● **EXERCISE GOAL**:
What lines in the records below contain the string "tokio"? Copy every one.

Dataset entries
==============================

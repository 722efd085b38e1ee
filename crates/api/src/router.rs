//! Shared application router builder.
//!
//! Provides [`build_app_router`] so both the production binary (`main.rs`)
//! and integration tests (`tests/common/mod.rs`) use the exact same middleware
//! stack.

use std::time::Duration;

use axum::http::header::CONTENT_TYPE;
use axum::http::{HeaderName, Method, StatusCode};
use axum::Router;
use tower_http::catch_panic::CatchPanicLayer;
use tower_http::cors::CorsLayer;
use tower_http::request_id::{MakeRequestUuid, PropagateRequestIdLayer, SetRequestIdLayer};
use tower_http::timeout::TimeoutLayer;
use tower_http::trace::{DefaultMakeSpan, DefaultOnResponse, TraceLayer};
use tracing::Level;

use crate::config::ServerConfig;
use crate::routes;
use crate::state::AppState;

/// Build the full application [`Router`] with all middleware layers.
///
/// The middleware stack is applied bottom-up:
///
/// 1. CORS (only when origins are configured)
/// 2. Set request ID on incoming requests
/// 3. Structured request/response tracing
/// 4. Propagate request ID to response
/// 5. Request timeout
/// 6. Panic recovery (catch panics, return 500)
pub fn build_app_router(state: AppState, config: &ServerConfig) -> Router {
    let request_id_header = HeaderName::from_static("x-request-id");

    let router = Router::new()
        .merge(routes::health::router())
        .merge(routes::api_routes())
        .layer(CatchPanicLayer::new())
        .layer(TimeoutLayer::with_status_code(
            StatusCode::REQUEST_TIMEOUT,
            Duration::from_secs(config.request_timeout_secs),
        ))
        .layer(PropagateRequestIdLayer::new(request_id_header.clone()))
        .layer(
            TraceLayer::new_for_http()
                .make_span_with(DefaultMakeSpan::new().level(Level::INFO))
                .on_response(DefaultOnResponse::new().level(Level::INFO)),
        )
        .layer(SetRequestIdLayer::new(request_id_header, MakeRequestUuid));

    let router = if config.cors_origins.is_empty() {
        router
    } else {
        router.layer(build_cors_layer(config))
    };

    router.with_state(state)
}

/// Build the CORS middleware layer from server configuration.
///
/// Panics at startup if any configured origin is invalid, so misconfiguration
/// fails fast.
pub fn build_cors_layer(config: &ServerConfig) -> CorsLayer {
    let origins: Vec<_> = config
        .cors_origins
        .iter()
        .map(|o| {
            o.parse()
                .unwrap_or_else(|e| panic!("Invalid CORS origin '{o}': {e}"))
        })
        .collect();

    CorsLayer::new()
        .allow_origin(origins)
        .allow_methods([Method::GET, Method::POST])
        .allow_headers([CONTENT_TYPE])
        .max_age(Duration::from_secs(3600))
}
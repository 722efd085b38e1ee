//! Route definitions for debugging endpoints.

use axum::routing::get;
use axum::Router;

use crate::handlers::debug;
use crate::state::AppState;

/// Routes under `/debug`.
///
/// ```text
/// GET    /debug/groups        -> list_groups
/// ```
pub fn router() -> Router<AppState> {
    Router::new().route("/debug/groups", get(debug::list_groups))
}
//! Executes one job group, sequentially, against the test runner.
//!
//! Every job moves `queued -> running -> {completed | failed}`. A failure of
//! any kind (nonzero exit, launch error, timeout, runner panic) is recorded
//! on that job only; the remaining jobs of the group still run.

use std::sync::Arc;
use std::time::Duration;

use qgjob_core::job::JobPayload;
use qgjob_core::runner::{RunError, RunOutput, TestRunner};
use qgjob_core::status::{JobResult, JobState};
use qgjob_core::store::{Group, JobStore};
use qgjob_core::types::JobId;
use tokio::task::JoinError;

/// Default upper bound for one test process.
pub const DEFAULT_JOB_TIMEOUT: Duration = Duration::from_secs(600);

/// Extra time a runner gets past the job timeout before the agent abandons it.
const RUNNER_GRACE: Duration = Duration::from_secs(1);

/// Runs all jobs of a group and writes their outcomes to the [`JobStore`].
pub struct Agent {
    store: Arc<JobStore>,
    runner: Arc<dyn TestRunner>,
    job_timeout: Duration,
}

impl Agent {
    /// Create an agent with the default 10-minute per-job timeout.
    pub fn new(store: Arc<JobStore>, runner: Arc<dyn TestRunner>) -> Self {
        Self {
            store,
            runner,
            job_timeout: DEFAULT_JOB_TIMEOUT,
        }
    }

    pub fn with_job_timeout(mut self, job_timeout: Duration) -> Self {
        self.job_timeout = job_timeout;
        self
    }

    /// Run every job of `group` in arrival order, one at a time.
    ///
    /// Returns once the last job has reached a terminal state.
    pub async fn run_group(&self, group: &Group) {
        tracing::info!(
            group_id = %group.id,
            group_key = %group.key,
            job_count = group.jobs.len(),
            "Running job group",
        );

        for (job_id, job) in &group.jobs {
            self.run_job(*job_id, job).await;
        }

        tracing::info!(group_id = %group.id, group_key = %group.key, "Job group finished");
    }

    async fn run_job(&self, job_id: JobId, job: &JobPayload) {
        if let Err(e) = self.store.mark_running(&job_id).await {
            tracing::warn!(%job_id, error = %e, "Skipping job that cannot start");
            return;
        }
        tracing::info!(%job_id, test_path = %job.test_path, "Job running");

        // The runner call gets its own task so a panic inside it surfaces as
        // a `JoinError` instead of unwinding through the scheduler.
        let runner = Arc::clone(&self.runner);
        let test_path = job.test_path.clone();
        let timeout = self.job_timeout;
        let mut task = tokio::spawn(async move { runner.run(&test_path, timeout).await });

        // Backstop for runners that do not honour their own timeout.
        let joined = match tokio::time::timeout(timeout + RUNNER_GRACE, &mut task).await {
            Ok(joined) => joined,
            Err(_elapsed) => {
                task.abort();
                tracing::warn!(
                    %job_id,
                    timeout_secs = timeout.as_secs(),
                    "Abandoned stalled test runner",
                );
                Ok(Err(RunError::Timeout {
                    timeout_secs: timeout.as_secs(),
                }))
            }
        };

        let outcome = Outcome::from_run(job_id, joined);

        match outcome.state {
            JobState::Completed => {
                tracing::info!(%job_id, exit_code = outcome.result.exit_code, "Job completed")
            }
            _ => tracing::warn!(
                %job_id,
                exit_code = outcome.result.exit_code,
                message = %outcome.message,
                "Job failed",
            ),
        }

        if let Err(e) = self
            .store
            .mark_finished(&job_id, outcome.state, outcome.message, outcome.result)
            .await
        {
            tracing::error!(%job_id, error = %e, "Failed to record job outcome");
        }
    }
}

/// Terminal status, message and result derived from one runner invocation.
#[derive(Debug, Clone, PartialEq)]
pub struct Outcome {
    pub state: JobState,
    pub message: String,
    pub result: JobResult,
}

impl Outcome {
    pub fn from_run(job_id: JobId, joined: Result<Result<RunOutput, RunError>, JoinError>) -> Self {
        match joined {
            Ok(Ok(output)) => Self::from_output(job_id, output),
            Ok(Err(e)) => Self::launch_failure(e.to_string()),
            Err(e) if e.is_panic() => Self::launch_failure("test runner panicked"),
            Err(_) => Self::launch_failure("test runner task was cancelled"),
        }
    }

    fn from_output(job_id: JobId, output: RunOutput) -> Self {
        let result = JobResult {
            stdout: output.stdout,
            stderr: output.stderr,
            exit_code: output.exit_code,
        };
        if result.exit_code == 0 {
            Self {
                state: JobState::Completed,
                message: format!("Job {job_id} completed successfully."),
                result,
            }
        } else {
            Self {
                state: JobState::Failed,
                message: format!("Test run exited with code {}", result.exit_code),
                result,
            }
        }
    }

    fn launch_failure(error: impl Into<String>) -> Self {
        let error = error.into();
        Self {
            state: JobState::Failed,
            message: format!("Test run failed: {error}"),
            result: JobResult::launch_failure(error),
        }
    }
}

==============================

● **YOUR RESPONSE**:
use tokio::task::JoinError;
        let mut task = tokio::spawn(async move { runner.run(&test_path, timeout).await });
        let joined = match tokio::time::timeout(timeout + RUNNER_GRACE, &mut task).await {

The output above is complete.